[[ Information given, beginning ]]

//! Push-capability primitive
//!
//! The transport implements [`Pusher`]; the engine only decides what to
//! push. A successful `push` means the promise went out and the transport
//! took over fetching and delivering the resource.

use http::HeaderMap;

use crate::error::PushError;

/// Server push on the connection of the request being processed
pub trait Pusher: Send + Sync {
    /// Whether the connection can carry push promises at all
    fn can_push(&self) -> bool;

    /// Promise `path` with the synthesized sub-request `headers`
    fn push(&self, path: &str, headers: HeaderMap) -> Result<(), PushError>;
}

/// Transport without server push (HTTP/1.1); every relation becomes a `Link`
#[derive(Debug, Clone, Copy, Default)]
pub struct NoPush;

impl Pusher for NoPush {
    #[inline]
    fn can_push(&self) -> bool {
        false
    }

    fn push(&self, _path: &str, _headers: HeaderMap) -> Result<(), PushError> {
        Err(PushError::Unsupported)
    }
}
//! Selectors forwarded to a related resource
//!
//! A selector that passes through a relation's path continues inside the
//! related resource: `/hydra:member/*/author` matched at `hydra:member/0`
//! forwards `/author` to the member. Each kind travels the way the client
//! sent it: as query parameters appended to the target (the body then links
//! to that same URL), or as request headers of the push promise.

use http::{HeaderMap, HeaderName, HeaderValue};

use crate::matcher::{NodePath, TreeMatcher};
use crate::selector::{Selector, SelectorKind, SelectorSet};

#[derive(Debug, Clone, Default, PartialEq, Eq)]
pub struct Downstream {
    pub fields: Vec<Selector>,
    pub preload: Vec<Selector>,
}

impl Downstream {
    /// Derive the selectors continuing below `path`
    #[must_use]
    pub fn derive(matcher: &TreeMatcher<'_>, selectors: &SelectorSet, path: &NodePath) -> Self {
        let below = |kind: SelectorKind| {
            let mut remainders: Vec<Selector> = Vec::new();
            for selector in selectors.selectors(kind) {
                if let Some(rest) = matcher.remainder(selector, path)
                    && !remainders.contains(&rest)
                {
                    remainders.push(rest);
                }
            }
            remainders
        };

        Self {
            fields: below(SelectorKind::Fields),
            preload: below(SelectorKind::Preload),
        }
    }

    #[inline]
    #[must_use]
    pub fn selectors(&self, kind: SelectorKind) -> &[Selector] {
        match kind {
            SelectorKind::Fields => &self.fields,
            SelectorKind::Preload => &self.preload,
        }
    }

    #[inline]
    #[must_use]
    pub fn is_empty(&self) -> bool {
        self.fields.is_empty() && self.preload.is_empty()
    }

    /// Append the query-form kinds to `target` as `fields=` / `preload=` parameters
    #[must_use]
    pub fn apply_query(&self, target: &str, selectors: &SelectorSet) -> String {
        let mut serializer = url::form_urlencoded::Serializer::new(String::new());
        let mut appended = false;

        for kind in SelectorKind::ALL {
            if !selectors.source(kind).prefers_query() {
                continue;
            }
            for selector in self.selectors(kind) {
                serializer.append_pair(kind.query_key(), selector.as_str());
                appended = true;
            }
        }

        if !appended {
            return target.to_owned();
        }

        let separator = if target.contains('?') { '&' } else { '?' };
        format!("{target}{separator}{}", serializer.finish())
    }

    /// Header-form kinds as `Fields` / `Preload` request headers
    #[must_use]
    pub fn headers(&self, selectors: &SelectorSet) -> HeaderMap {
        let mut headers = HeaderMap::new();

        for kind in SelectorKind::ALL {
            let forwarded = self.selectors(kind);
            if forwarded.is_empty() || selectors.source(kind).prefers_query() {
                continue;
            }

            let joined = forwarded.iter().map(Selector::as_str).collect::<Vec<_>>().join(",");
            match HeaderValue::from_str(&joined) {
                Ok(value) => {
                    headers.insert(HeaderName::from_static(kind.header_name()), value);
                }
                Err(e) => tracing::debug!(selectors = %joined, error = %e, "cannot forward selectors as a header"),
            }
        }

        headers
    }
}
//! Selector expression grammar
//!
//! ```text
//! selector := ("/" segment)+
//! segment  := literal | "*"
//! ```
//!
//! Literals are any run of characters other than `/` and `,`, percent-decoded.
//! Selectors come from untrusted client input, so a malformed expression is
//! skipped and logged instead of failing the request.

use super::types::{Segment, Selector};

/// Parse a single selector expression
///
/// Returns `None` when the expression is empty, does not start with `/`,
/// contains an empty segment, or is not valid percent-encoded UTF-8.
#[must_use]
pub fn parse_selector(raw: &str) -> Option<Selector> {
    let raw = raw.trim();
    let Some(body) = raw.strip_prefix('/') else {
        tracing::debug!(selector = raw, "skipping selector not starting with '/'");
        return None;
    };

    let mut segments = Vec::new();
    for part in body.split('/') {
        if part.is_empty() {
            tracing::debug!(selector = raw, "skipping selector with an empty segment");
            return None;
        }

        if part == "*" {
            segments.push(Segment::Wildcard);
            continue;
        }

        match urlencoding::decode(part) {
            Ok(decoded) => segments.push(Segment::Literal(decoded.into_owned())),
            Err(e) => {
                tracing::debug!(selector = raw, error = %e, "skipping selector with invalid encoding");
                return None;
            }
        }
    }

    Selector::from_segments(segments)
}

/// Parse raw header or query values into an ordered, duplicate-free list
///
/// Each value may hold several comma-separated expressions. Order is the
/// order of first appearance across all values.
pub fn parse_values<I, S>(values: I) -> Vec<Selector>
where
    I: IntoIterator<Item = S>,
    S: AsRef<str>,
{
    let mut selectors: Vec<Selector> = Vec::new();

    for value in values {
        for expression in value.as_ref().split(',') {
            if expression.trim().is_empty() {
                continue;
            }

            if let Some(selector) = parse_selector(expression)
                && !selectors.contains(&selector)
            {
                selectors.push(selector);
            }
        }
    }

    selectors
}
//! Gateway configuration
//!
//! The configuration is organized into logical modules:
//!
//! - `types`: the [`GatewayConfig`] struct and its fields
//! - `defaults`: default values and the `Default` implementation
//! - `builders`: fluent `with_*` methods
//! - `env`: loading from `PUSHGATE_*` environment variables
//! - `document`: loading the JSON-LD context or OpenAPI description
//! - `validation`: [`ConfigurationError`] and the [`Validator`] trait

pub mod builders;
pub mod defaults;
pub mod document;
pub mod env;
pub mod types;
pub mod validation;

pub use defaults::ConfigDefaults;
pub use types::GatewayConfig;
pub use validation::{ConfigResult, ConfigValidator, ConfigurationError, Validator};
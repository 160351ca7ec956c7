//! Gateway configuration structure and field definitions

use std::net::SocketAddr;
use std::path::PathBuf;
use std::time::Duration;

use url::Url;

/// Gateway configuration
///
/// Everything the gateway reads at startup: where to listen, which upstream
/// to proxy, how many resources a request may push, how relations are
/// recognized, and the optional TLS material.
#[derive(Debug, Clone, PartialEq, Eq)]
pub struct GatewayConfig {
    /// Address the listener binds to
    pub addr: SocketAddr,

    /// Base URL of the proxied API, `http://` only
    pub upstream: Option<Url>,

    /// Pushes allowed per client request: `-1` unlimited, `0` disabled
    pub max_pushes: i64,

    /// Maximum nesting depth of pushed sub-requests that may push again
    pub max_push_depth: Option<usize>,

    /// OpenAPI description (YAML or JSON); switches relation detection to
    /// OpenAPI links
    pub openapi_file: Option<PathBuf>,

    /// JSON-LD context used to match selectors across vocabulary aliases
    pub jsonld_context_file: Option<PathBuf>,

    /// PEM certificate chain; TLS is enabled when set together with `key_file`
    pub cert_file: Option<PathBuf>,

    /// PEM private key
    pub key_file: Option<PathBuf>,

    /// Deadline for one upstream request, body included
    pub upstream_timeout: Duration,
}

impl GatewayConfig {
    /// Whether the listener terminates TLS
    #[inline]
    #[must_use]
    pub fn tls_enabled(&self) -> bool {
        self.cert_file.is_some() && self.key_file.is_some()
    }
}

[[ Information given, end ]]

Exercise aim:
Write out each line above containing "loading".

Final answer:
//! - `env`: loading from `PUSHGATE_*` environment variables
//! - `document`: loading the JSON-LD context or OpenAPI description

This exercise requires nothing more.